Work request: Using the records that follow, copy every line containing the word "BookingRepo".

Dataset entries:
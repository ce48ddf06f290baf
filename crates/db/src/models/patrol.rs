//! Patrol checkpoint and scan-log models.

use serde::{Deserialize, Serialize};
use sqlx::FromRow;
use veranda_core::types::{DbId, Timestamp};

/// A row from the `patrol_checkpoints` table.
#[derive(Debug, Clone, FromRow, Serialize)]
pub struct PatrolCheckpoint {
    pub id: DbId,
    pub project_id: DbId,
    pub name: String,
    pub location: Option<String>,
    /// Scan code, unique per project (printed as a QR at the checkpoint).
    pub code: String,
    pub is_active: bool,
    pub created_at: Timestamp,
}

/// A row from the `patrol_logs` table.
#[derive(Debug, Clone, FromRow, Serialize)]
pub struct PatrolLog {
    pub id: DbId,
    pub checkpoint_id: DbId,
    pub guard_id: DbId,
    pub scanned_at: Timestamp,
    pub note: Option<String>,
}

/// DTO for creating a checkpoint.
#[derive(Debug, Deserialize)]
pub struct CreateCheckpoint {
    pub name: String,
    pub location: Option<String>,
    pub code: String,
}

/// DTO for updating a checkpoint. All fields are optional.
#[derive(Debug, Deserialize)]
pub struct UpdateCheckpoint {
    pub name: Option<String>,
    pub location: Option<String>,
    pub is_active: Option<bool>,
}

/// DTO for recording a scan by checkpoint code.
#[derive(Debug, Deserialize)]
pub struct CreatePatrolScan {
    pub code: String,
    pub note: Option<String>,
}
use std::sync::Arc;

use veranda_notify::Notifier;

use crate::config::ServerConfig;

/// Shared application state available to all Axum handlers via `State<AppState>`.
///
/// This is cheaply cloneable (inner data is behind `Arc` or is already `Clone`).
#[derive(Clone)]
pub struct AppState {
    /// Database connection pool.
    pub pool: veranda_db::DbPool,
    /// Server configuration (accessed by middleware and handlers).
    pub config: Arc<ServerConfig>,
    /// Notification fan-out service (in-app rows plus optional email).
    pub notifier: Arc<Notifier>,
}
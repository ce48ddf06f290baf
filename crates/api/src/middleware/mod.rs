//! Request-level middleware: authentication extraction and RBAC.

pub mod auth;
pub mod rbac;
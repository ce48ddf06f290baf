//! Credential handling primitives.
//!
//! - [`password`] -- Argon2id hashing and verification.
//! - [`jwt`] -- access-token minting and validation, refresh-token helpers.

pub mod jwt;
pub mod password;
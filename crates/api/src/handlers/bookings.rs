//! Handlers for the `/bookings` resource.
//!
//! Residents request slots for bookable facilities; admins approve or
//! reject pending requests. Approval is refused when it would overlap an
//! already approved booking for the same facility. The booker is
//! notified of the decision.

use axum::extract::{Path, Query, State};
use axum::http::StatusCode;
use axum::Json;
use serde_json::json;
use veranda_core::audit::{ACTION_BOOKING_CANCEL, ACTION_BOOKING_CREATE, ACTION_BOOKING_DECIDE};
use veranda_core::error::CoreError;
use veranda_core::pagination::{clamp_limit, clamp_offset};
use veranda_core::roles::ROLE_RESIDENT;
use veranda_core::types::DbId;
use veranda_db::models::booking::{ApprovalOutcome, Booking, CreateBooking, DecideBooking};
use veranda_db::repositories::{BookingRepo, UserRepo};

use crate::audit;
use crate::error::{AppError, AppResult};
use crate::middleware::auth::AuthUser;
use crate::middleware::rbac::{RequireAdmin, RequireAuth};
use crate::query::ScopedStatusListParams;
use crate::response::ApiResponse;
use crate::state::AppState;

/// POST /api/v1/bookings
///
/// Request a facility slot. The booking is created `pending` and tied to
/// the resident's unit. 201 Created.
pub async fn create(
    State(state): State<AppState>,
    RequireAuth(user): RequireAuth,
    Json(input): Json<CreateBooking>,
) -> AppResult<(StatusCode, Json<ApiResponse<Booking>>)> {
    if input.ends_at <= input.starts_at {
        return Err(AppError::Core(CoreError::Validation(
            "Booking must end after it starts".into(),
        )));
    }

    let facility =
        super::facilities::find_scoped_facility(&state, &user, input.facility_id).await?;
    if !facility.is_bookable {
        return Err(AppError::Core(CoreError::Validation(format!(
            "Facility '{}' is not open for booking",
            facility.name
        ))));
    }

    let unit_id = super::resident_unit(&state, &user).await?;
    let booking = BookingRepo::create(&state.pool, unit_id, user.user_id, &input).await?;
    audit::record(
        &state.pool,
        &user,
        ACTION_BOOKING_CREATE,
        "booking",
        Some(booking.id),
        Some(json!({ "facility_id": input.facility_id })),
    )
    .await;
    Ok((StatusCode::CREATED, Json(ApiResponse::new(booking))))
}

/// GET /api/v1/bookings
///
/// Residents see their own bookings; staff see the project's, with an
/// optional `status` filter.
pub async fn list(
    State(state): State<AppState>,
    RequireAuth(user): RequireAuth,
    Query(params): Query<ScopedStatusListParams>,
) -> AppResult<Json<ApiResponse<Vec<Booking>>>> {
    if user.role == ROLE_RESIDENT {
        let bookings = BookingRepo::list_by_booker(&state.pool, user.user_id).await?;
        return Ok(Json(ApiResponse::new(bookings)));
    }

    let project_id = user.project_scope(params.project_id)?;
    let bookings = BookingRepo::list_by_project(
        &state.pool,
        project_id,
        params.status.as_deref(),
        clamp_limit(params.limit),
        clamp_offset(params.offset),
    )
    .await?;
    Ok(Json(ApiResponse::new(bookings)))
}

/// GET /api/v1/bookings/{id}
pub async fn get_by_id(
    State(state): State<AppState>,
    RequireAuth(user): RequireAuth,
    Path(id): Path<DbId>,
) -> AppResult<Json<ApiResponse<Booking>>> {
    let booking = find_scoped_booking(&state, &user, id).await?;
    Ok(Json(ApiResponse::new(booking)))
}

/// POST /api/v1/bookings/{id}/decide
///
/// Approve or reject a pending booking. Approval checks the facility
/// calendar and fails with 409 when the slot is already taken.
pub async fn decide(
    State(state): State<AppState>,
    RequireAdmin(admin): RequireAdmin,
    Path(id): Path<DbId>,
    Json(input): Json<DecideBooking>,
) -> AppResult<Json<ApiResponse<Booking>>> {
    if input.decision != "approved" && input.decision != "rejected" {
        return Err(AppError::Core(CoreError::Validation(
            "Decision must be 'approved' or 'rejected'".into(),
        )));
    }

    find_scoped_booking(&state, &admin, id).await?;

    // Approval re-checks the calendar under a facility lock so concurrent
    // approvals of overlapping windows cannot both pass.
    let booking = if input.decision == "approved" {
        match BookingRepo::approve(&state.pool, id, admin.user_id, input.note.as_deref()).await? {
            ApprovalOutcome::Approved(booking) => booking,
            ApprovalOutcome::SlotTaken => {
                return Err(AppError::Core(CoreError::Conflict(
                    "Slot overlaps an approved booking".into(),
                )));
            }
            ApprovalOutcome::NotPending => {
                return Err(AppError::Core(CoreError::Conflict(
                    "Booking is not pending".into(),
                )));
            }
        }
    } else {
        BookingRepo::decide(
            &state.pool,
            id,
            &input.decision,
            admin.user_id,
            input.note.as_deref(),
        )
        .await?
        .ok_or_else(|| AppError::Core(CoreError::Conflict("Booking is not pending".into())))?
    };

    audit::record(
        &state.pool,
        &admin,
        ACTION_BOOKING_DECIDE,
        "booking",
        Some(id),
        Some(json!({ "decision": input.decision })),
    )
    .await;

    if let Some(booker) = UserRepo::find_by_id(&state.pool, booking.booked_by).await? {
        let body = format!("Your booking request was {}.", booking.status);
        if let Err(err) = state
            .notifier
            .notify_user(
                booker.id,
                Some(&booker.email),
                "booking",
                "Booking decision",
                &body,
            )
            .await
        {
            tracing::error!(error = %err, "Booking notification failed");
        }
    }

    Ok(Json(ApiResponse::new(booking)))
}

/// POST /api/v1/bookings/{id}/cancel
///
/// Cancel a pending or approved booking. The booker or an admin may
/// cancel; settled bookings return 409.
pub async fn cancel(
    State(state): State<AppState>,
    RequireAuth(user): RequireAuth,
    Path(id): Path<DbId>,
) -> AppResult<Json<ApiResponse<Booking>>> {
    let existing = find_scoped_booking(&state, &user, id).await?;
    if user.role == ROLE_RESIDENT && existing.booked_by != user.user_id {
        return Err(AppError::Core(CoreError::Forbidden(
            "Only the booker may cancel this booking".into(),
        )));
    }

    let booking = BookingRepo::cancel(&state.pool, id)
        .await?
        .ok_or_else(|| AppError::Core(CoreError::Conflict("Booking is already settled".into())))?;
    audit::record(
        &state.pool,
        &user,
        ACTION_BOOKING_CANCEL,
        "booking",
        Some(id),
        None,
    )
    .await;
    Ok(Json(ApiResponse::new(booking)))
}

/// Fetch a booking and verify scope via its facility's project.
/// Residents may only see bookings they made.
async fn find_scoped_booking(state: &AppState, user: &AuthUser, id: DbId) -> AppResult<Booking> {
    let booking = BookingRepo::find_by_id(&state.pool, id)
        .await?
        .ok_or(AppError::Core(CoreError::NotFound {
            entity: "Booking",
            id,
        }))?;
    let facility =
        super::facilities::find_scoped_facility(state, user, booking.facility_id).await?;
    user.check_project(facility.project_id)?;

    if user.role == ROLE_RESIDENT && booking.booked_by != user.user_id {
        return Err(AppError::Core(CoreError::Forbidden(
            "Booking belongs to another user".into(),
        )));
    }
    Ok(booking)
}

Answer for the task:
use veranda_db::repositories::{BookingRepo, UserRepo};
    let booking = BookingRepo::create(&state.pool, unit_id, user.user_id, &input).await?;
        let bookings = BookingRepo::list_by_booker(&state.pool, user.user_id).await?;
    let bookings = BookingRepo::list_by_project(
        match BookingRepo::approve(&state.pool, id, admin.user_id, input.note.as_deref()).await? {
        BookingRepo::decide(
    let booking = BookingRepo::cancel(&state.pool, id)
    let booking = BookingRepo::find_by_id(&state.pool, id)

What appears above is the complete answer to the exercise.